I switched back from K3S to MicroK8S and got the restarts on a fresh installed MicroK8S cluster with only one node. After inspecting the logs I found a strange log in one of the MicroK8s services:

root@biehler2:/git/webnut-ups-k8s/k8s# snap logs "microk8s.daemon-apiserver-kicker "
2022-11-11T18:49:14Z microk8s.daemon-apiserver-kicker[335004]: CSR change detected. Reconfiguring the kube-apiserver

I asked google and found this: https://github.com/canonical/microk8s/issues/1710#issuecomment-721043408

When the kicker detects some change in the network it will reconfigure and restart the apiserver. This is to help those who are moving from one network to another.

I think the api-server restart may have forced the pod restarts (no idea how K8S works at this place). At least the timestampts of the restarts and the timestamps of the service log have matched.

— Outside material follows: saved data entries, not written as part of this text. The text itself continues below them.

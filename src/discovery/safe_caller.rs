//! Timeout and fault isolation around [`ChildDiscoveryModule::create_results`].
//!
//! Module code is foreign to the service: it may block on a device that never
//! answers, return an error or panic. [`ThreadSafeCaller`] runs every call on
//! its own OS thread and races the result against a timer:
//!
//! - the caller never waits longer than the given timeout
//! - errors and panics are turned into [`InvocationOutcome::Failed`]
//! - callback invocations the module made before failing or timing out stay
//!   valid discovery events
//!
//! A timed out call is *not* cancelled. Its thread is detached and finishes
//! (or hangs) in the background; anything it reports later is still accepted.
//! Using detached threads instead of `spawn_blocking` keeps a hung module from
//! blocking runtime shutdown.
//!
//! A module that hangs forever therefore leaks one thread per invocation,
//! i.e. one per scan and per registry add/update of its bridges. The number
//! of calls still running is exposed by [`ThreadSafeCaller::outstanding`]
//! and logged with every timeout.

use std::any::Any;
use std::fmt;
use std::panic;
use std::panic::AssertUnwindSafe;
use std::sync::atomic::AtomicUsize;
use std::sync::atomic::Ordering;
use std::sync::Arc;
use std::thread;
use std::time::Duration;

use futures::future::BoxFuture;
use futures::FutureExt;
#[cfg(test)]
use mockall::automock;
use tokio::sync::oneshot;
use tokio::time::timeout;
use tracing::debug;
use tracing::warn;

use crate::Bridge;
use crate::ChildDiscoveryCallback;
use crate::ChildDiscoveryModule;
use crate::MODULE_THREAD_NAME;

/// How a guarded module call ended, from the caller's point of view.
#[derive(Debug, Clone, PartialEq, Eq)]
pub enum InvocationOutcome {
    Completed,
    /// The caller stopped waiting; the module may still be running
    TimedOut(Duration),
    /// The module returned an error or panicked
    Failed(String),
}

impl InvocationOutcome {
    pub fn is_completed(&self) -> bool {
        matches!(self, InvocationOutcome::Completed)
    }
}

impl fmt::Display for InvocationOutcome {
    fn fmt(
        &self,
        f: &mut fmt::Formatter<'_>,
    ) -> fmt::Result {
        match self {
            InvocationOutcome::Completed => write!(f, "completed"),
            InvocationOutcome::TimedOut(d) => write!(f, "timed out after {:?}", d),
            InvocationOutcome::Failed(cause) => write!(f, "failed: {}", cause),
        }
    }
}

#[cfg_attr(test, automock)]
pub trait SafeCaller: Send + Sync {
    /// Runs `module.create_results(bridge, callback)`; resolves after at most `timeout`.
    fn invoke(
        &self,
        module: Arc<dyn ChildDiscoveryModule>,
        bridge: Bridge,
        callback: Arc<dyn ChildDiscoveryCallback>,
        timeout: Duration,
    ) -> BoxFuture<'static, InvocationOutcome>;
}

/// [`SafeCaller`] backed by one detached OS thread per invocation.
///
/// Clones share the outstanding call counter.
#[derive(Debug, Default, Clone)]
pub struct ThreadSafeCaller {
    outstanding: Arc<AtomicUsize>,
}

impl ThreadSafeCaller {
    pub fn new() -> Self {
        Self::default()
    }

    /// Module calls whose thread has not returned yet, including calls the
    /// caller already gave up on.
    pub fn outstanding(&self) -> usize {
        self.outstanding.load(Ordering::Acquire)
    }
}

/// Decrements the outstanding counter when the module thread ends.
struct OutstandingGuard(Arc<AtomicUsize>);

impl Drop for OutstandingGuard {
    fn drop(&mut self) {
        self.0.fetch_sub(1, Ordering::AcqRel);
    }
}

impl SafeCaller for ThreadSafeCaller {
    fn invoke(
        &self,
        module: Arc<dyn ChildDiscoveryModule>,
        bridge: Bridge,
        callback: Arc<dyn ChildDiscoveryCallback>,
        timeout_duration: Duration,
    ) -> BoxFuture<'static, InvocationOutcome> {
        let module_name = module.name().to_string();
        let bridge_uid = bridge.uid.clone();
        let (tx, rx) = oneshot::channel();
        let outstanding = Arc::clone(&self.outstanding);
        outstanding.fetch_add(1, Ordering::AcqRel);
        let guard = OutstandingGuard(Arc::clone(&outstanding));

        let spawned = thread::Builder::new()
            .name(MODULE_THREAD_NAME.to_string())
            .spawn(move || {
                let outcome = match panic::catch_unwind(AssertUnwindSafe(|| module.create_results(&bridge, callback))) {
                    Ok(Ok(())) => InvocationOutcome::Completed,
                    Ok(Err(e)) => InvocationOutcome::Failed(e.to_string()),
                    Err(payload) => InvocationOutcome::Failed(panic_message(payload.as_ref())),
                };
                drop(guard);
                // Receiver is gone once the caller timed out
                let _ = tx.send(outcome);
            });

        async move {
            if let Err(e) = spawned {
                warn!(module = %module_name, bridge = %bridge_uid, "failed to spawn module thread: {}", e);
                return InvocationOutcome::Failed(format!("failed to spawn module thread: {}", e));
            }

            let outcome = match timeout(timeout_duration, rx).await {
                Ok(Ok(outcome)) => outcome,
                Ok(Err(_)) => InvocationOutcome::Failed("module thread exited without reporting".to_string()),
                Err(_) => InvocationOutcome::TimedOut(timeout_duration),
            };

            match &outcome {
                InvocationOutcome::Completed => {
                    debug!(module = %module_name, bridge = %bridge_uid, "create_results completed");
                }
                InvocationOutcome::TimedOut(_) => {
                    warn!(
                        module = %module_name,
                        bridge = %bridge_uid,
                        outstanding = outstanding.load(Ordering::Acquire),
                        "create_results {}; module thread left running",
                        outcome
                    );
                }
                InvocationOutcome::Failed(_) => {
                    warn!(module = %module_name, bridge = %bridge_uid, "create_results {}", outcome);
                }
            }
            outcome
        }
        .boxed()
    }
}

fn panic_message(payload: &(dyn Any + Send)) -> String {
    if let Some(s) = payload.downcast_ref::<&str>() {
        format!("panicked: {}", s)
    } else if let Some(s) = payload.downcast_ref::<String>() {
        format!("panicked: {}", s)
    } else {
        "panicked".to_string()
    }
}
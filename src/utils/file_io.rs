use std::fs::create_dir_all;
use std::fs::File;
use std::fs::OpenOptions;
use std::path::Path;

use tracing::debug;
use tracing::error;

use crate::Result;
use crate::SystemError;

pub fn create_parent_dir_if_not_exist(path: &Path) -> Result<()> {
    if let Some(parent_dir) = path.parent() {
        if !parent_dir.as_os_str().is_empty() && !parent_dir.exists() {
            if let Err(e) = create_dir_all(parent_dir) {
                error!("Failed to create log directory: {:?}", e);
                return Err(SystemError::Io(e).into());
            }
            debug!("created directory: {:?}", parent_dir);
        }
    }
    Ok(())
}

/// Opens `path` for appending, creating it and any missing parent
/// directories first.
pub fn open_file_for_append(path: &Path) -> Result<File> {
    create_parent_dir_if_not_exist(path)?;
    let file = OpenOptions::new()
        .append(true)
        .create(true)
        .open(path)
        .map_err(SystemError::Io)?;
    Ok(file)
}
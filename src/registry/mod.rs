//! Parent registry boundary: the registry the service reads bridges from and
//! the change notifications it subscribes to.
mod in_memory;
pub use in_memory::*;


use std::sync::Arc;

#[cfg(test)]
use mockall::automock;

use crate::Thing;
use crate::ThingUid;

/// Receives registry changes. Called synchronously on the thread that
/// mutated the registry, so implementations must return quickly.
#[cfg_attr(test, automock)]
pub trait ThingRegistryChangeListener: Send + Sync {
    fn added(
        &self,
        thing: &Thing,
    );

    fn removed(
        &self,
        thing: &Thing,
    );

    fn updated(
        &self,
        old_thing: &Thing,
        thing: &Thing,
    );
}

pub trait ThingRegistry: Send + Sync {
    /// All things currently registered
    fn things(&self) -> Vec<Thing>;

    fn get(
        &self,
        uid: &ThingUid,
    ) -> Option<Thing>;

    fn add_registry_change_listener(
        &self,
        listener: Arc<dyn ThingRegistryChangeListener>,
    );

    fn remove_registry_change_listener(
        &self,
        listener: &Arc<dyn ThingRegistryChangeListener>,
    );
}

pub(crate) fn same_listener(
    a: &Arc<dyn ThingRegistryChangeListener>,
    b: &Arc<dyn ThingRegistryChangeListener>,
) -> bool {
    std::ptr::eq(Arc::as_ptr(a) as *const (), Arc::as_ptr(b) as *const ())
}
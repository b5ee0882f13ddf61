use std::collections::HashSet;
use std::sync::Arc;

use arc_swap::ArcSwap;

use crate::ChildDiscoveryModule;
use crate::ThingTypeUid;

pub type ModuleSnapshot = Arc<Vec<Arc<dyn ChildDiscoveryModule>>>;

/// Copy-on-write set of active discovery modules.
///
/// Readers take a [`ModuleSnapshot`] and iterate it without any lock; writers
/// publish a new vector. An iteration started before a concurrent `add` or
/// `remove` keeps seeing the set as it was when the snapshot was taken.
pub struct ModuleRegistry {
    modules: ArcSwap<Vec<Arc<dyn ChildDiscoveryModule>>>,
}

impl std::fmt::Debug for ModuleRegistry {
    fn fmt(
        &self,
        f: &mut std::fmt::Formatter<'_>,
    ) -> std::fmt::Result {
        let names: Vec<String> = self.snapshot().iter().map(|m| m.name().to_string()).collect();
        f.debug_struct("ModuleRegistry").field("modules", &names).finish()
    }
}

impl Default for ModuleRegistry {
    fn default() -> Self {
        Self::new()
    }
}

impl ModuleRegistry {
    pub fn new() -> Self {
        Self {
            modules: ArcSwap::from_pointee(Vec::new()),
        }
    }

    /// Returns `false` when the very same module instance is already registered.
    pub fn add(
        &self,
        module: Arc<dyn ChildDiscoveryModule>,
    ) -> bool {
        let mut added = false;
        self.modules.rcu(|current| {
            if current.iter().any(|m| same_module(m, &module)) {
                added = false;
                return Arc::clone(current);
            }
            added = true;
            let mut next = Vec::with_capacity(current.len() + 1);
            next.extend(current.iter().cloned());
            next.push(Arc::clone(&module));
            Arc::new(next)
        });
        added
    }

    /// Returns `false` when the module was not registered.
    pub fn remove(
        &self,
        module: &Arc<dyn ChildDiscoveryModule>,
    ) -> bool {
        let mut removed = false;
        self.modules.rcu(|current| {
            removed = current.iter().any(|m| same_module(m, module));
            if !removed {
                return Arc::clone(current);
            }
            Arc::new(
                current
                    .iter()
                    .filter(|m| !same_module(m, module))
                    .cloned()
                    .collect::<Vec<_>>(),
            )
        });
        removed
    }

    pub fn snapshot(&self) -> ModuleSnapshot {
        self.modules.load_full()
    }

    /// Union of the parent types of all registered modules
    pub fn supported_types(&self) -> HashSet<ThingTypeUid> {
        self.modules
            .load()
            .iter()
            .flat_map(|m| m.supported_parent_types())
            .collect()
    }

    pub fn len(&self) -> usize {
        self.modules.load().len()
    }

    pub fn is_empty(&self) -> bool {
        self.modules.load().is_empty()
    }
}

/// Identity is the allocation, not the value: two distinct instances of the
/// same module type are two registrations.
pub(crate) fn same_module(
    a: &Arc<dyn ChildDiscoveryModule>,
    b: &Arc<dyn ChildDiscoveryModule>,
) -> bool {
    std::ptr::eq(Arc::as_ptr(a) as *const (), Arc::as_ptr(b) as *const ())
}
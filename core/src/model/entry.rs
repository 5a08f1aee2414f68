use chrono::NaiveDate;
use serde::{Deserialize, Serialize};
use uuid::Uuid;

/// Hours worked on one calendar date. Several entries may share a date.
#[derive(Serialize, Deserialize, Debug, Clone, PartialEq)]
pub struct DailyEntry {
    pub id: String,
    pub date: NaiveDate,
    pub hours: f64,
}

/// An entry as submitted, before the store assigns it an id.
#[derive(Debug, Clone, Copy, PartialEq)]
pub struct NewEntry {
    pub date: NaiveDate,
    pub hours: f64,
}

impl NewEntry {
    pub fn new(date: NaiveDate, hours: f64) -> Self {
        Self { date, hours }
    }
}

impl DailyEntry {
    pub fn from_new(entry: NewEntry) -> Self {
        Self {
            id: Uuid::new_v4().to_string(),
            date: entry.date,
            hours: entry.hours,
        }
    }
}

#[cfg(test)]
mod tests {
    use super::*;

    #[test]
    fn test_serializes_date_as_plain_key() {
        let entry = DailyEntry {
            id: "a".to_string(),
            date: NaiveDate::from_ymd_opt(2024, 1, 5).unwrap(),
            hours: 2.5,
        };
        let json = serde_json::to_string(&entry).unwrap();
        assert_eq!(json, r#"{"id":"a","date":"2024-01-05","hours":2.5}"#);
    }

    #[test]
    fn test_from_new_assigns_distinct_ids() {
        let new = NewEntry::new(NaiveDate::from_ymd_opt(2024, 1, 5).unwrap(), 1.0);
        let a = DailyEntry::from_new(new);
        let b = DailyEntry::from_new(new);
        assert_ne!(a.id, b.id);
        assert_eq!(a.date, b.date);
    }
}
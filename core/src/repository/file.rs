use std::fs::{self, File};
use std::io::{BufReader, BufWriter, Write};
use std::path::{Path, PathBuf};

use anyhow::Result;
use serde_json;

use crate::config::default_data_dir;
use crate::model::entry::DailyEntry;
use crate::repository::traits::EntryRepository;

/// Fixed key the entry blob is stored under.
pub const ENTRIES_KEY: &str = "pioneerEntries";

#[derive(Clone)]
pub struct FileEntryRepository {
    file_path: PathBuf,
}

impl FileEntryRepository {
    pub fn new(base_dir: Option<PathBuf>) -> Result<Self> {
        let mut path = match base_dir {
            Some(dir) => dir,
            None => default_data_dir()?,
        };
        fs::create_dir_all(&path)?;
        path.push(format!("{}.json", ENTRIES_KEY));

        Ok(FileEntryRepository { file_path: path })
    }

    pub fn path(&self) -> &Path {
        &self.file_path
    }
}

impl EntryRepository for FileEntryRepository {
    fn load(&self) -> Result<Vec<DailyEntry>> {
        if !self.file_path.exists() {
            return Ok(Vec::new());
        }
        let file = File::open(&self.file_path)?;
        let reader = BufReader::new(file);
        let entries = serde_json::from_reader(reader)?;
        Ok(entries)
    }

    fn save(&self, entries: &[DailyEntry]) -> Result<()> {
        let file = File::create(&self.file_path)?;
        let mut writer = BufWriter::new(file);
        serde_json::to_writer(&mut writer, entries)?;
        writer.flush()?;
        Ok(())
    }
}
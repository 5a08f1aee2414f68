use thiserror::Error;

#[derive(Debug, Error)]
pub enum StoreError {
    /// Rejected submission, e.g. non-positive hours.
    #[error("validation error: {0}")]
    Validation(String),
    /// Import payload is not an array of well-formed entries.
    #[error("invalid backup format: {0}")]
    Format(String),
    /// Stored entries could not be read or decoded.
    #[error("could not read stored entries: {0}")]
    PersistenceRead(String),
    #[error("could not save entries: {0}")]
    Persistence(#[from] anyhow::Error),
}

I also found a possible solution:

I think yes you can turn it off systemctl stop snap.microk8s-daemon-apiservice-kicker
You can give that a try though.

A few comments below I found this:

do you by any chance have ipv6 enabled on the machine? For example when you do hostname -I does it show ips which are not ipv4? This can be the reason why the kicker is constantly restarting the apiservice.

If you can turn off ipv6 and then re-enable the kicker it shouldn't restart the apiservice.

And this:

if you want to turn disable the kicker from detecting network changes you can follow the instructions below. See if this helps.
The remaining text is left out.